- [Stored data entries]:
------------------------------------------------------------

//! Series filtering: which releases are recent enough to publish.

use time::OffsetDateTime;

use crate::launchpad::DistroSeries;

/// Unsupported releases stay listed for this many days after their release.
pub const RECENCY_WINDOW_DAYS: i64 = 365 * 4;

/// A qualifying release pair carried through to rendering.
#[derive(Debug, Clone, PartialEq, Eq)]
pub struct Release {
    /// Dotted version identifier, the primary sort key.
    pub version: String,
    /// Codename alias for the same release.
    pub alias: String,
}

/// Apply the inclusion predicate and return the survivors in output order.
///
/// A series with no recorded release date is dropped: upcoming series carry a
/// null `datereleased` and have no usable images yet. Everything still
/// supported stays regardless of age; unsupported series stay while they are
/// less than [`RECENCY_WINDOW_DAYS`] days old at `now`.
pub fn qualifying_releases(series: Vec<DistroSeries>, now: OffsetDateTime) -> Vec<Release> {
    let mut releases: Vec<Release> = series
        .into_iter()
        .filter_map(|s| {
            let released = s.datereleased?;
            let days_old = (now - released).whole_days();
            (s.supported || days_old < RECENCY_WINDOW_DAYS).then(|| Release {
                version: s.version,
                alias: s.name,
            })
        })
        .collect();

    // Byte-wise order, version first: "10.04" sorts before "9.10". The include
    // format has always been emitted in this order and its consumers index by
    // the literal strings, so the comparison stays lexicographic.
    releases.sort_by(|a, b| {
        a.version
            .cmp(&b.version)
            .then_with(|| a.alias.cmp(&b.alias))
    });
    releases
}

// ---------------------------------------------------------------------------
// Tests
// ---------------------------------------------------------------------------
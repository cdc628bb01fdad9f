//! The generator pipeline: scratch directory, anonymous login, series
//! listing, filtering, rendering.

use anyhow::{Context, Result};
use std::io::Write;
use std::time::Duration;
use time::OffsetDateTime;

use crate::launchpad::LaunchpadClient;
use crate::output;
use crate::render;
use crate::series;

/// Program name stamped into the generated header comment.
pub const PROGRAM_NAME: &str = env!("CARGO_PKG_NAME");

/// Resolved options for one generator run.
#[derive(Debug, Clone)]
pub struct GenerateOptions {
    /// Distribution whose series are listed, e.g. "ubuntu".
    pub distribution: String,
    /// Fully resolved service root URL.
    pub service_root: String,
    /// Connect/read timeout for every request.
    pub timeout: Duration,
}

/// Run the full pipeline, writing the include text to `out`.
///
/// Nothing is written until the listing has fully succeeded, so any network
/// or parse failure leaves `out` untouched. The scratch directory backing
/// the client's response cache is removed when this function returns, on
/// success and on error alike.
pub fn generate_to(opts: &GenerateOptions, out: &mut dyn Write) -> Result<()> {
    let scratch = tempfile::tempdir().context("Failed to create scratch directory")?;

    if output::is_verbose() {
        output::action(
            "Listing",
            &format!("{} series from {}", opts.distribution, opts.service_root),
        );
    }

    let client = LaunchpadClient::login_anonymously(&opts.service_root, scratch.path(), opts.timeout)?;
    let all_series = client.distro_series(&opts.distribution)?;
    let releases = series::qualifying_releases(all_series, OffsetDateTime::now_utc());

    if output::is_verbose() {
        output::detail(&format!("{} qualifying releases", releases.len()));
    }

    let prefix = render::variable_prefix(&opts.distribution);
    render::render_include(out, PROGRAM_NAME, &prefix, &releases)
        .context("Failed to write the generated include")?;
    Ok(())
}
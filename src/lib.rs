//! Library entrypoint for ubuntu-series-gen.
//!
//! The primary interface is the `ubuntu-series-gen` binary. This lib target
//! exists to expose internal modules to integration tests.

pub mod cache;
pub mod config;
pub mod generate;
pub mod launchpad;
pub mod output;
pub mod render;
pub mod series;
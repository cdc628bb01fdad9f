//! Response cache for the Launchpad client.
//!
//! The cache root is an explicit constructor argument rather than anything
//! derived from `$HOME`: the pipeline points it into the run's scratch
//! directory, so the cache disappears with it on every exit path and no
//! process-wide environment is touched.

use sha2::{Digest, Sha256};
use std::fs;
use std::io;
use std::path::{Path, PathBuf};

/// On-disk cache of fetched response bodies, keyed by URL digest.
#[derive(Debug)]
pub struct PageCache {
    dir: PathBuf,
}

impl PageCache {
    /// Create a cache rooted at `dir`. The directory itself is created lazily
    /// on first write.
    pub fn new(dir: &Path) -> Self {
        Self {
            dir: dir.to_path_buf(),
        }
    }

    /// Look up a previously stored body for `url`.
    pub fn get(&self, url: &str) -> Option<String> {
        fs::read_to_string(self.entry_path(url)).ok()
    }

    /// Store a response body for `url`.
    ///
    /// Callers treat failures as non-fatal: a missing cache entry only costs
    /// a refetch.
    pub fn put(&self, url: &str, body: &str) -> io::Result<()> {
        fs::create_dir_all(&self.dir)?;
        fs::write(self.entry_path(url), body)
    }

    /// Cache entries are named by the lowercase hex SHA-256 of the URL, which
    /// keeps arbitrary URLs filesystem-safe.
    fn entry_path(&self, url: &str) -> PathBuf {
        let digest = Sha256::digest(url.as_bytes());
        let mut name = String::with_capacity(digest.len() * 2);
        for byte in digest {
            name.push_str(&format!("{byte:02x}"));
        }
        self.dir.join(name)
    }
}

------------------------------------------------------------

- [Your instructions]:
Return each line of the data exactly as written above.

- [Result of the exercise]:
//! Series filtering: which releases are recent enough to publish.

use time::OffsetDateTime;

use crate::launchpad::DistroSeries;

/// Unsupported releases stay listed for this many days after their release.
pub const RECENCY_WINDOW_DAYS: i64 = 365 * 4;

/// A qualifying release pair carried through to rendering.
#[derive(Debug, Clone, PartialEq, Eq)]
pub struct Release {
    /// Dotted version identifier, the primary sort key.
    pub version: String,
    /// Codename alias for the same release.
    pub alias: String,
}

/// Apply the inclusion predicate and return the survivors in output order.
///
/// A series with no recorded release date is dropped: upcoming series carry a
/// null `datereleased` and have no usable images yet. Everything still
/// supported stays regardless of age; unsupported series stay while they are
/// less than [`RECENCY_WINDOW_DAYS`] days old at `now`.
pub fn qualifying_releases(series: Vec<DistroSeries>, now: OffsetDateTime) -> Vec<Release> {
    let mut releases: Vec<Release> = series
        .into_iter()
        .filter_map(|s| {
            let released = s.datereleased?;
            let days_old = (now - released).whole_days();
            (s.supported || days_old < RECENCY_WINDOW_DAYS).then(|| Release {
                version: s.version,
                alias: s.name,
            })
        })
        .collect();

    // Byte-wise order, version first: "10.04" sorts before "9.10". The include
    // format has always been emitted in this order and its consumers index by
    // the literal strings, so the comparison stays lexicographic.
    releases.sort_by(|a, b| {
        a.version
            .cmp(&b.version)
            .then_with(|| a.alias.cmp(&b.alias))
    });
    releases
}

// ---------------------------------------------------------------------------
// Tests
// ---------------------------------------------------------------------------
repository cdc628bb01fdad9f
//! The generator pipeline: scratch directory, anonymous login, series
//! listing, filtering, rendering.

use anyhow::{Context, Result};
use std::io::Write;
use std::time::Duration;
use time::OffsetDateTime;

use crate::launchpad::LaunchpadClient;
use crate::output;
use crate::render;
use crate::series;

/// Program name stamped into the generated header comment.
pub const PROGRAM_NAME: &str = env!("CARGO_PKG_NAME");

/// Resolved options for one generator run.
#[derive(Debug, Clone)]
pub struct GenerateOptions {
    /// Distribution whose series are listed, e.g. "ubuntu".
    pub distribution: String,
    /// Fully resolved service root URL.
    pub service_root: String,
    /// Connect/read timeout for every request.
    pub timeout: Duration,
}

/// Run the full pipeline, writing the include text to `out`.
///
/// Nothing is written until the listing has fully succeeded, so any network
/// or parse failure leaves `out` untouched. The scratch directory backing
/// the client's response cache is removed when this function returns, on
/// success and on error alike.
pub fn generate_to(opts: &GenerateOptions, out: &mut dyn Write) -> Result<()> {
    let scratch = tempfile::tempdir().context("Failed to create scratch directory")?;

    if output::is_verbose() {
        output::action(
            "Listing",
            &format!("{} series from {}", opts.distribution, opts.service_root),
        );
    }

    let client = LaunchpadClient::login_anonymously(&opts.service_root, scratch.path(), opts.timeout)?;
    let all_series = client.distro_series(&opts.distribution)?;
    let releases = series::qualifying_releases(all_series, OffsetDateTime::now_utc());

    if output::is_verbose() {
        output::detail(&format!("{} qualifying releases", releases.len()));
    }

    let prefix = render::variable_prefix(&opts.distribution);
    render::render_include(out, PROGRAM_NAME, &prefix, &releases)
        .context("Failed to write the generated include")?;
    Ok(())
}
filename src/lib.rs
//! Library entrypoint for ubuntu-series-gen.
//!
//! The primary interface is the `ubuntu-series-gen` binary. This lib target
//! exists to expose internal modules to integration tests.

pub mod cache;
pub mod config;
pub mod generate;
pub mod launchpad;
pub mod output;
pub mod render;
pub mod series;
repository cdc628bb01fdad9f
//! Response cache for the Launchpad client.
//!
//! The cache root is an explicit constructor argument rather than anything
//! derived from `$HOME`: the pipeline points it into the run's scratch
//! directory, so the cache disappears with it on every exit path and no
//! process-wide environment is touched.

use sha2::{Digest, Sha256};
use std::fs;
use std::io;
use std::path::{Path, PathBuf};

/// On-disk cache of fetched response bodies, keyed by URL digest.
#[derive(Debug)]
pub struct PageCache {
    dir: PathBuf,
}

impl PageCache {
    /// Create a cache rooted at `dir`. The directory itself is created lazily
    /// on first write.
    pub fn new(dir: &Path) -> Self {
        Self {
            dir: dir.to_path_buf(),
        }
    }

    /// Look up a previously stored body for `url`.
    pub fn get(&self, url: &str) -> Option<String> {
        fs::read_to_string(self.entry_path(url)).ok()
    }

    /// Store a response body for `url`.
    ///
    /// Callers treat failures as non-fatal: a missing cache entry only costs
    /// a refetch.
    pub fn put(&self, url: &str, body: &str) -> io::Result<()> {
        fs::create_dir_all(&self.dir)?;
        fs::write(self.entry_path(url), body)
    }

    /// Cache entries are named by the lowercase hex SHA-256 of the URL, which
    /// keeps arbitrary URLs filesystem-safe.
    fn entry_path(&self, url: &str) -> PathBuf {
        let digest = Sha256::digest(url.as_bytes());
        let mut name = String::with_capacity(digest.len() * 2);
        for byte in digest {
            name.push_str(&format!("{byte:02x}"));
        }
        self.dir.join(name)
    }
}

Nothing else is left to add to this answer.